//! Request gate evaluating allow/refresh/deny/redirect ahead of every
//! protected route.
//!
//! The gate is framework-free: it consumes a path + cookie carrier and
//! returns a [`GateOutcome`] that the hosting layer maps onto responses. All
//! role knowledge lives in [`RoutePolicy`] + [`Claims::roles_for`], the one
//! enforcement pair shared with route handlers, so the gate and handlers
//! cannot drift apart.

// crates.io
use cookie::CookieJar;
// self
use crate::{
	_prelude::*,
	auth::Claims,
	http::TokenHttpClient,
	provider::TransportErrorMapper,
	session::SessionBroker,
};
#[cfg(feature = "reqwest")]
use crate::{http::ReqwestHttpClient, provider::ReqwestTransportErrorMapper};

#[cfg(feature = "reqwest")]
/// Request gate specialized for the crate's default reqwest transport.
pub type ReqwestRequestGate = RequestGate<ReqwestHttpClient, ReqwestTransportErrorMapper>;

/// How a denied request should be answered.
#[derive(Clone, Debug, PartialEq, Eq)]
pub enum RouteKind {
	/// Structured-error surface (`/api/...`).
	Api,
	/// Browser-facing page; denials redirect.
	Page,
}
impl RouteKind {
	/// Classifies a request path.
	pub fn of(path: &str) -> Self {
		if path == "/api" || path.starts_with("/api/") { Self::Api } else { Self::Page }
	}
}

/// Role requirement attached to a path prefix.
#[derive(Clone, Debug, PartialEq, Eq)]
pub struct RoleRule {
	/// Path prefix the rule applies to.
	pub prefix: String,
	/// Role that must be present in the session claims.
	pub role: String,
}

/// Route classification policy consumed by the gate and by handlers.
#[derive(Clone, Debug)]
pub struct RoutePolicy {
	public_prefixes: Vec<String>,
	role_rules: Vec<RoleRule>,
	login_route: String,
	denied_route: String,
}
impl RoutePolicy {
	/// Adds a public path prefix that bypasses the gate entirely.
	pub fn with_public_prefix(mut self, prefix: impl Into<String>) -> Self {
		self.public_prefixes.push(prefix.into());

		self
	}

	/// Adds a role requirement for a path prefix.
	///
	/// Rules are evaluated in insertion order; the first matching prefix
	/// wins.
	pub fn with_role_rule(mut self, prefix: impl Into<String>, role: impl Into<String>) -> Self {
		self.role_rules.push(RoleRule { prefix: prefix.into(), role: role.into() });

		self
	}

	/// Overrides the login route page denials redirect to.
	pub fn with_login_route(mut self, route: impl Into<String>) -> Self {
		self.login_route = route.into();

		self
	}

	/// Overrides the neutral route forbidden page requests redirect to.
	pub fn with_denied_route(mut self, route: impl Into<String>) -> Self {
		self.denied_route = route.into();

		self
	}

	/// Replaces the public prefix allowlist wholesale.
	pub fn with_public_prefixes(
		mut self,
		prefixes: impl IntoIterator<Item = impl Into<String>>,
	) -> Self {
		self.public_prefixes = prefixes.into_iter().map(Into::into).collect();

		self
	}

	/// Whether the path bypasses every gate check.
	pub fn is_public(&self, path: &str) -> bool {
		self.public_prefixes.iter().any(|prefix| path.starts_with(prefix.as_str()))
	}

	/// The role required for this path, if it falls under a gated prefix.
	pub fn required_role(&self, path: &str) -> Option<&str> {
		self.role_rules
			.iter()
			.find(|rule| path.starts_with(rule.prefix.as_str()))
			.map(|rule| rule.role.as_str())
	}

	/// Login route used for unauthorized page requests.
	pub fn login_route(&self) -> &str {
		&self.login_route
	}

	/// How an unauthorized request on this route kind is answered.
	pub fn unauthorized_disposition(&self, kind: &RouteKind) -> Disposition {
		match kind {
			RouteKind::Api => Disposition::Status,
			RouteKind::Page => Disposition::Redirect(self.login_route.clone()),
		}
	}

	/// How a forbidden request on this route kind is answered.
	pub fn forbidden_disposition(&self, kind: &RouteKind) -> Disposition {
		match kind {
			RouteKind::Api => Disposition::Status,
			RouteKind::Page => Disposition::Redirect(self.denied_route.clone()),
		}
	}
}
impl Default for RoutePolicy {
	/// Default policy matching the claims portal's route surface: session
	/// endpoints and static assets are public, `/admin` needs `approver`,
	/// `/user` needs `user`.
	fn default() -> Self {
		Self {
			public_prefixes: [
				"/login",
				"/api/login",
				"/api/refresh",
				"/api/introspect",
				"/api/logout",
				"/static",
				"/assets",
				"/favicon.ico",
			]
			.map(ToOwned::to_owned)
			.into(),
			role_rules: vec![
				RoleRule { prefix: "/api/admin".into(), role: "approver".into() },
				RoleRule { prefix: "/admin".into(), role: "approver".into() },
				RoleRule { prefix: "/api/user".into(), role: "user".into() },
				RoleRule { prefix: "/user".into(), role: "user".into() },
			],
			login_route: "/login".into(),
			denied_route: "/".into(),
		}
	}
}

/// How a denial should be rendered by the hosting layer.
#[derive(Clone, Debug, PartialEq, Eq)]
pub enum Disposition {
	/// Answer with the structured status body for the outcome (401/403).
	Status,
	/// Redirect to the given location.
	Redirect(String),
}

/// Terminal outcome of one gate evaluation.
#[derive(Clone, Debug, PartialEq, Eq)]
pub enum GateOutcome {
	/// Valid session (or public route); continue into the route handler.
	PassThrough,
	/// Session was renewed during evaluation; continue, carrying the new
	/// credential on the outgoing response.
	RefreshedPassThrough,
	/// No usable session and renewal failed.
	Unauthorized(Disposition),
	/// Authenticated but missing the required role. Never clears tokens.
	Forbidden(Disposition),
}

/// Authorization middleware core evaluated once per inbound request.
pub struct RequestGate<C, M>
where
	C: ?Sized + TokenHttpClient,
	M: ?Sized + TransportErrorMapper<C::TransportError>,
{
	broker: Arc<SessionBroker<C, M>>,
	policy: RoutePolicy,
}
impl<C, M> RequestGate<C, M>
where
	C: ?Sized + TokenHttpClient,
	M: ?Sized + TransportErrorMapper<C::TransportError>,
{
	/// Creates a gate over the shared broker with the given policy.
	pub fn new(broker: Arc<SessionBroker<C, M>>, policy: RoutePolicy) -> Self {
		Self { broker, policy }
	}

	/// Shared session broker.
	pub fn broker(&self) -> &Arc<SessionBroker<C, M>> {
		&self.broker
	}

	/// Route policy in force.
	pub fn policy(&self) -> &RoutePolicy {
		&self.policy
	}

	/// Runs the gate state machine for one request.
	///
	/// Expiry comparisons use the wall clock at this call, never a value
	/// cached earlier in the request lifecycle.
	pub async fn evaluate(&self, path: &str, jar: &mut CookieJar) -> GateOutcome {
		if self.policy.is_public(path) {
			return GateOutcome::PassThrough;
		}

		let kind = RouteKind::of(path);
		let now = OffsetDateTime::now_utc();
		let stored = self.broker.store.read(jar);
		let valid = stored.as_ref().is_some_and(|stored| stored.is_access_valid_at(now));

		// Absent and expired tokens take the same path: one explicit refresh
		// attempt, then denial.
		if !valid {
			return match self.broker.refresh_session(jar).await {
				Ok(_) => GateOutcome::RefreshedPassThrough,
				Err(_) => {
					GateOutcome::Unauthorized(self.policy.unauthorized_disposition(&kind))
				},
			};
		}

		if let Some(required) = self.policy.required_role(path) {
			let Some(claims) = self.session_claims(jar, stored.as_ref()) else {
				// Malformed claims demote to unauthenticated; the gate never
				// crashes on a garbled cookie.
				return GateOutcome::Unauthorized(self.policy.unauthorized_disposition(&kind));
			};

			if !claims.roles_for(self.broker.idp.client_id()).contains(required) {
				return GateOutcome::Forbidden(self.policy.forbidden_disposition(&kind));
			}
		}

		GateOutcome::PassThrough
	}

	/// Claims from the stored user-info field, falling back to decoding the
	/// access token when the cached copy is missing or garbled.
	fn session_claims(
		&self,
		jar: &CookieJar,
		stored: Option<&crate::auth::StoredCredential>,
	) -> Option<Claims> {
		self.broker.current_claims(jar).or_else(|| {
			stored.and_then(|stored| Claims::decode(stored.access_token.expose()).ok())
		})
	}
}
impl<C, M> Debug for RequestGate<C, M>
where
	C: ?Sized + TokenHttpClient,
	M: ?Sized + TransportErrorMapper<C::TransportError>,
{
	fn fmt(&self, f: &mut Formatter) -> FmtResult {
		f.debug_struct("RequestGate").field("policy", &self.policy).finish()
	}
}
------
TASK DESCRIPTION:
Within the material above, transcribe exactly the lines that run from the line holding "every gate check." through the line holding "pub fn required_role(&self, path: &str)".

RESPONSE BOX:
	/// Whether the path bypasses every gate check.
	pub fn is_public(&self, path: &str) -> bool {
		self.public_prefixes.iter().any(|prefix| path.starts_with(prefix.as_str()))
	}

	/// The role required for this path, if it falls under a gated prefix.
	pub fn required_role(&self, path: &str) -> Option<&str> {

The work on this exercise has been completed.